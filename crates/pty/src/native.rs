//! `portable-pty` backed implementation of the PTY primitive.

use crate::traits::{DataCallback, PtyError, PtyHandle, PtyOptions, PtySpawner};
use async_trait::async_trait;
use parking_lot::Mutex;
use portable_pty::{native_pty_system, Child, ChildKiller, CommandBuilder, MasterPty, PtySize};
use std::io::{Read, Write};
use std::sync::atomic::{AtomicBool, Ordering};
use std::sync::Arc;
use tracing::{debug, info, warn};

#[derive(Default)]
pub struct NativePtySpawner;

impl NativePtySpawner {
    pub fn new() -> Self {
        Self
    }
}

#[async_trait]
impl PtySpawner for NativePtySpawner {
    async fn spawn(
        &self,
        shell: &str,
        options: PtyOptions,
        on_data: DataCallback,
    ) -> Result<Box<dyn PtyHandle>, PtyError> {
        let pty_system = native_pty_system();
        let pair = pty_system
            .openpty(PtySize {
                rows: options.rows,
                cols: options.cols,
                pixel_width: 0,
                pixel_height: 0,
            })
            .map_err(|e| PtyError::Spawn(e.to_string()))?;

        // Inherits the daemon's environment; overrides go on top.
        let mut cmd = CommandBuilder::new(shell);
        cmd.cwd(&options.cwd);
        cmd.env("TERM", "xterm-256color");
        for (key, value) in &options.env {
            cmd.env(key, value);
        }

        let child = pair
            .slave
            .spawn_command(cmd)
            .map_err(|e| PtyError::Spawn(e.to_string()))?;
        // The reader only sees EOF once our copy of the slave side is gone.
        drop(pair.slave);

        let pid = child.process_id().unwrap_or(0);
        info!(pid, shell, cwd = %options.cwd.display(), "PTY spawned");

        let writer = pair
            .master
            .take_writer()
            .map_err(|e| PtyError::Spawn(e.to_string()))?;
        let reader = pair
            .master
            .try_clone_reader()
            .map_err(|e| PtyError::Spawn(e.to_string()))?;

        let open = Arc::new(AtomicBool::new(true));
        spawn_reader(reader, on_data, Arc::clone(&open), pid)?;

        Ok(Box::new(NativePtyHandle {
            writer: Arc::new(Mutex::new(Some(writer))),
            master: Mutex::new(Some(pair.master)),
            child: Mutex::new(Some(child)),
            open,
        }))
    }
}

fn spawn_reader(
    mut reader: Box<dyn Read + Send>,
    on_data: DataCallback,
    open: Arc<AtomicBool>,
    pid: u32,
) -> Result<(), PtyError> {
    std::thread::Builder::new()
        .name(format!("pty-reader-{}", pid))
        .spawn(move || {
            let mut buf = [0u8; 4096];
            while open.load(Ordering::SeqCst) {
                match reader.read(&mut buf) {
                    Ok(0) => break,
                    Ok(n) => on_data(&buf[..n]),
                    Err(e) => {
                        debug!(pid, error = %e, "PTY read ended");
                        break;
                    }
                }
            }
            debug!(pid, "PTY reader exited");
        })?;
    Ok(())
}

type SharedWriter = Arc<Mutex<Option<Box<dyn Write + Send>>>>;

fn write_blocking(writer: &SharedWriter, bytes: &[u8]) -> Result<(), PtyError> {
    let mut guard = writer.lock();
    let writer = guard.as_mut().ok_or(PtyError::Closed)?;
    writer
        .write_all(bytes)
        .and_then(|_| writer.flush())
        .map_err(|e| PtyError::Write(e.to_string()))
}

pub struct NativePtyHandle {
    /// Only touched from blocking threads: a child that stops reading can
    /// fill the PTY and block a write indefinitely.
    writer: SharedWriter,
    master: Mutex<Option<Box<dyn MasterPty + Send>>>,
    child: Mutex<Option<Box<dyn Child + Send + Sync>>>,
    open: Arc<AtomicBool>,
}

#[async_trait]
impl PtyHandle for NativePtyHandle {
    async fn write(&self, data: &str) -> Result<(), PtyError> {
        if !self.open.load(Ordering::SeqCst) {
            return Err(PtyError::Closed);
        }
        let writer = Arc::clone(&self.writer);
        let bytes = data.as_bytes().to_vec();
        tokio::task::spawn_blocking(move || write_blocking(&writer, &bytes))
            .await
            .map_err(|e| PtyError::Write(format!("write task failed: {}", e)))??;
        debug!(data_len = data.len(), "Wrote to PTY");
        Ok(())
    }

    fn resize(&self, cols: u16, rows: u16) -> Result<(), PtyError> {
        let guard = self.master.lock();
        let master = guard.as_ref().ok_or(PtyError::Closed)?;
        master
            .resize(PtySize {
                rows,
                cols,
                pixel_width: 0,
                pixel_height: 0,
            })
            .map_err(|e| PtyError::Resize(e.to_string()))
    }

    async fn close(&self) -> Result<(), PtyError> {
        if !self.open.swap(false, Ordering::SeqCst) {
            return Ok(());
        }

        let mut child = self.child.lock().take();
        if let Some(child) = child.as_mut() {
            if let Ok(None) = child.try_wait() {
                if let Err(e) = child.kill() {
                    warn!(error = %e, "Failed to kill PTY child");
                }
            }
        }

        // A write stuck on a full PTY still holds the writer; the killed child
        // unblocks it, so the writer is dropped and the child reaped off the runtime.
        let writer = Arc::clone(&self.writer);
        tokio::task::spawn_blocking(move || {
            writer.lock().take();
            if let Some(mut child) = child {
                let _ = child.wait();
            }
        });

        self.master.lock().take();
        info!("PTY closed");
        Ok(())
    }
}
──────────────────────────────
Write only the number of lines above in which the word "NativePtySpawner" is found.

3